I think on the front end it makes more sense to think in terms of how MVC can be used to apply to types of UI widgets rather than a way to deliver and handle all HTML content.
So imagine a combo box that lazy loads content when you click on it.
So you have a model with methods for communicating with the server to get the data and process it into something that's easy for the view to render. I would stop short of actually converting an array of items into LIs at the model and let the view handle that. The model triggers events when it is finished prepping/updating/processing data.
You have a view that handles rendering/re-rendering of list items inside your combo boxes and it also handles user interface stuff like auto-complete/match in the text box, and triggering app-level (not DOM - it translates those) events when new items are selected or an unloaded box is clicked on indicating a need for new data. The view also establishes context (which combo box is being acted on by a user).

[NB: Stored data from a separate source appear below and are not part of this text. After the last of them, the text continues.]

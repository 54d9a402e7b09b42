//! A non-host seat: submits intents and renders the newest snapshot.
//!
//! A participant never mutates canonical state. Its only local state is the
//! newest snapshot it has seen (older or equal revisions are ignored, since
//! subscriptions may replay or reorder) and the cards it has selected but
//! not yet played.

use std::sync::Arc;

use futures::stream::BoxStream;
use futures::StreamExt;
use tracing::debug;

use super::snapshot::{MatchId, Snapshot};
use super::transport::Transport;
use crate::cards::CardId;
use crate::core::{GameState, Intent, IntentEnvelope, IntentId, PlayerId};
use crate::error::TransportError;
use crate::rules::legality::{can_play_any, can_play_selected};

/// One seat's view of a replicated match.
pub struct Participant {
    match_id: MatchId,
    player: PlayerId,
    transport: Arc<dyn Transport>,
    session: u64,
    next_nonce: u64,
    latest: Option<Snapshot>,
    selection: Vec<CardId>,
    snapshots: Option<BoxStream<'static, Snapshot>>,
}

impl Participant {
    /// Join under a fresh random session id.
    #[must_use]
    pub fn new(match_id: MatchId, player: PlayerId, transport: Arc<dyn Transport>) -> Self {
        Self::with_session(match_id, player, transport, rand::random())
    }

    /// Join under a caller-chosen session id. Reusing a session id that
    /// already submitted intents makes the host treat new ones as repeats.
    #[must_use]
    pub fn with_session(
        match_id: MatchId,
        player: PlayerId,
        transport: Arc<dyn Transport>,
        session: u64,
    ) -> Self {
        Self {
            match_id,
            player,
            transport,
            session,
            next_nonce: 0,
            latest: None,
            selection: Vec::new(),
            snapshots: None,
        }
    }

    #[must_use]
    pub fn player(&self) -> PlayerId {
        self.player
    }

    #[must_use]
    pub fn session(&self) -> u64 {
        self.session
    }

    /// Subscribe to the match's snapshots.
    pub async fn connect(&mut self) -> Result<(), TransportError> {
        self.snapshots = Some(self.transport.subscribe_snapshots(&self.match_id).await?);
        Ok(())
    }

    /// Offer a snapshot. Returns true if it replaced the current one.
    pub fn observe(&mut self, snapshot: Snapshot) -> bool {
        if snapshot.match_id != self.match_id || !snapshot.supersedes(self.revision()) {
            debug!(
                match_id = %self.match_id,
                revision = snapshot.revision,
                "ignoring stale snapshot"
            );
            return false;
        }
        // Selected cards may have left the hand.
        let state = &snapshot.state;
        let player = self.player;
        self.selection.retain(|id| {
            state
                .player(player)
                .is_some_and(|p| p.hand_card(*id).is_some() || p.face_up_card(*id).is_some())
        });
        self.latest = Some(snapshot);
        true
    }

    /// Wait for the next snapshot newer than the current one.
    ///
    /// Returns `None` if not connected or the subscription ended.
    pub async fn next_snapshot(&mut self) -> Option<Snapshot> {
        loop {
            let snapshot = self.snapshots.as_mut()?.next().await?;
            if self.observe(snapshot) {
                return self.latest.clone();
            }
        }
    }

    /// Wait until the rendered state satisfies `done`.
    pub async fn wait_for(&mut self, mut done: impl FnMut(&GameState) -> bool) -> Option<GameState> {
        if let Some(state) = self.state().filter(|s| done(s)) {
            return Some(state.clone());
        }
        loop {
            let snapshot = self.next_snapshot().await?;
            if done(&snapshot.state) {
                return Some(snapshot.state);
            }
        }
    }

    /// The newest state seen.
    #[must_use]
    pub fn state(&self) -> Option<&GameState> {
        self.latest.as_ref().map(|s| &s.state)
    }

    #[must_use]
    pub fn revision(&self) -> Option<u64> {
        self.latest.as_ref().map(|s| s.revision)
    }

    /// Append an intent to the match log.
    pub async fn submit(&mut self, intent: Intent) -> Result<IntentId, TransportError> {
        self.next_nonce += 1;
        let envelope = IntentEnvelope::new(self.player, self.next_nonce, intent).with_session(self.session);
        self.transport.append_intent(&self.match_id, &envelope).await?;
        Ok(envelope.id)
    }

    // === Local selection ===

    /// Add or remove a card from the pending selection.
    pub fn toggle_selected(&mut self, card: CardId) {
        if let Some(pos) = self.selection.iter().position(|&c| c == card) {
            self.selection.remove(pos);
        } else {
            self.selection.push(card);
        }
    }

    #[must_use]
    pub fn selection(&self) -> &[CardId] {
        &self.selection
    }

    pub fn clear_selection(&mut self) {
        self.selection.clear();
    }

    /// Would the pending selection be a legal play on the newest state?
    #[must_use]
    pub fn can_play_selection(&self) -> bool {
        self.state()
            .is_some_and(|state| can_play_selected(state, self.player, &self.selection))
    }

    /// Does this seat hold any playable card on the newest state?
    #[must_use]
    pub fn can_play_any(&self) -> bool {
        self.state().is_some_and(|state| can_play_any(state, self.player))
    }

    /// Submit the pending selection as a play and clear it.
    pub async fn play_selection(&mut self) -> Result<IntentId, TransportError> {
        let intent = Intent::play(&self.selection);
        let id = self.submit(intent).await?;
        self.selection.clear();
        Ok(id)
    }
}
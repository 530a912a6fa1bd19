/*
 * SPDX-FileCopyrightText: 2026 Rookery Project
 * SPDX-License-Identifier: AGPL-3.0-only
 */

//! Read-side mirror of the write-side visibility rules: given a local post
//! and the verified signer of the inbound request, decide whether the post is
//! disclosable at all. Callers answer "not found" for `None` — never
//! "forbidden" — so existence is not confirmed to unauthorized parties.

use crate::context::FederationContext;
use crate::social_db::{PostRow, SocialDb, Visibility};
use anyhow::Result;

/// Returns the post when it exists and is disclosable to `requester_iri`
/// (the verified signer, or `None` for an unauthenticated request).
pub fn exposed_post(
    db: &SocialDb,
    post_iri: &str,
    requester_iri: Option<&str>,
) -> Result<Option<PostRow>> {
    let Some(post) = db.get_post(post_iri)? else {
        return Ok(None);
    };
    match post.visibility {
        Visibility::Public | Visibility::Unlisted => Ok(Some(post)),
        Visibility::Private => {
            let Some(requester) = requester_iri else {
                return Ok(None);
            };
            if db.is_approved_follower(requester, &post.account_iri)? {
                Ok(Some(post))
            } else {
                Ok(None)
            }
        }
        Visibility::Direct => {
            let Some(requester) = requester_iri else {
                return Ok(None);
            };
            if db.post_mentions(&post.iri)?.iter().any(|m| m == requester) {
                Ok(Some(post))
            } else {
                Ok(None)
            }
        }
    }
}

/// Same decision keyed off the inbound request: the requester identity is the
/// owner of the key that signed it, as established by the context.
pub fn exposed_post_for_request(
    db: &SocialDb,
    ctx: &dyn FederationContext,
    post_iri: &str,
) -> Result<Option<PostRow>> {
    let requester = ctx.signed_key_owner();
    exposed_post(db, post_iri, requester.as_deref())
}

#[cfg(test)]
mod tests {
    use super::*;
    use crate::social_db::{AccountProfile, NewPost};

    const OWNER: &str = "https://local.test/users/l";
    const FOLLOWER: &str = "https://remote.test/users/follower";
    const MENTIONED: &str = "https://remote.test/users/mentioned";
    const STRANGER: &str = "https://remote.test/users/stranger";

    fn fixture() -> (tempfile::TempDir, SocialDb) {
        let dir = tempfile::tempdir().expect("tempdir");
        let db = SocialDb::open(dir.path().join("social.db")).expect("open db");
        for (iri, handle) in [(OWNER, Some("l")), (FOLLOWER, None), (MENTIONED, None), (STRANGER, None)] {
            db.upsert_account(&AccountProfile {
                iri: iri.to_string(),
                handle: handle.map(str::to_string),
                ..Default::default()
            })
            .unwrap();
        }
        db.record_follow("https://remote.test/f1", FOLLOWER, OWNER, true).unwrap();
        (dir, db)
    }

    fn post(db: &SocialDb, iri: &str, visibility: Visibility) {
        db.upsert_post(&NewPost {
            iri: iri.to_string(),
            account_iri: OWNER.to_string(),
            visibility,
            content: Some("hi".to_string()),
            in_reply_to_iri: None,
        })
        .unwrap();
    }

    #[test]
    fn public_and_unlisted_are_always_disclosable() {
        let (_dir, db) = fixture();
        post(&db, "p1", Visibility::Public);
        post(&db, "p2", Visibility::Unlisted);
        assert!(exposed_post(&db, "p1", None).unwrap().is_some());
        assert!(exposed_post(&db, "p2", Some(STRANGER)).unwrap().is_some());
    }

    #[test]
    fn private_needs_an_approved_follow() {
        let (_dir, db) = fixture();
        post(&db, "p1", Visibility::Private);
        assert!(exposed_post(&db, "p1", Some(FOLLOWER)).unwrap().is_some());
        assert!(exposed_post(&db, "p1", Some(STRANGER)).unwrap().is_none());
        assert!(exposed_post(&db, "p1", None).unwrap().is_none());
    }

    #[test]
    fn direct_is_mentions_only_regardless_of_follow_state() {
        let (_dir, db) = fixture();
        post(&db, "p1", Visibility::Direct);
        db.replace_post_mentions("p1", &[MENTIONED.to_string()]).unwrap();
        assert!(exposed_post(&db, "p1", Some(MENTIONED)).unwrap().is_some());
        // An approved follower is still not in the audience of a direct post.
        assert!(exposed_post(&db, "p1", Some(FOLLOWER)).unwrap().is_none());
        assert!(exposed_post(&db, "p1", Some(STRANGER)).unwrap().is_none());
    }

    #[test]
    fn missing_post_and_undisclosable_post_are_indistinguishable() {
        let (_dir, db) = fixture();
        post(&db, "p1", Visibility::Private);
        assert!(exposed_post(&db, "absent", Some(FOLLOWER)).unwrap().is_none());
        assert!(exposed_post(&db, "p1", Some(STRANGER)).unwrap().is_none());
    }
}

The controller makes the app-wide/relevant decisions. So when a new combo is clicked on, the controller is what tells all the other combos to close. I think there is variation on this but it makes the most sense to me when model and views have to go through the controller rather than listen to or call each other directly.
So a view detects that a new combo has been clicked on and triggers an event the controller listens for. The controller determines that data is needed and triggers an event the model listens for. The model loads in and processes the needed data and when finished, triggers a completed event the controller listens for. Then the controller hands that data off to the view so the view can convert to LIs and drop them into the appropriate combo box.
Now, I don't love this as a triad of objects. It makes more sense to me for there to be a parent combo box object that essentially acts as a controller with aggregate model (if needed) and view/UI objects on the interior. That parent combo box object also manages state and maintains inventory of all the various combo boxes it's responsible for, which was more of a view responsibility in the triad model. What I like about this is that it's easier to make sense out of interaction with other objects and the combo box object itself gets all events pinged off of it, making them accessible to outside interests like a debug logger or other UI widget that needs to react to a combo box selection.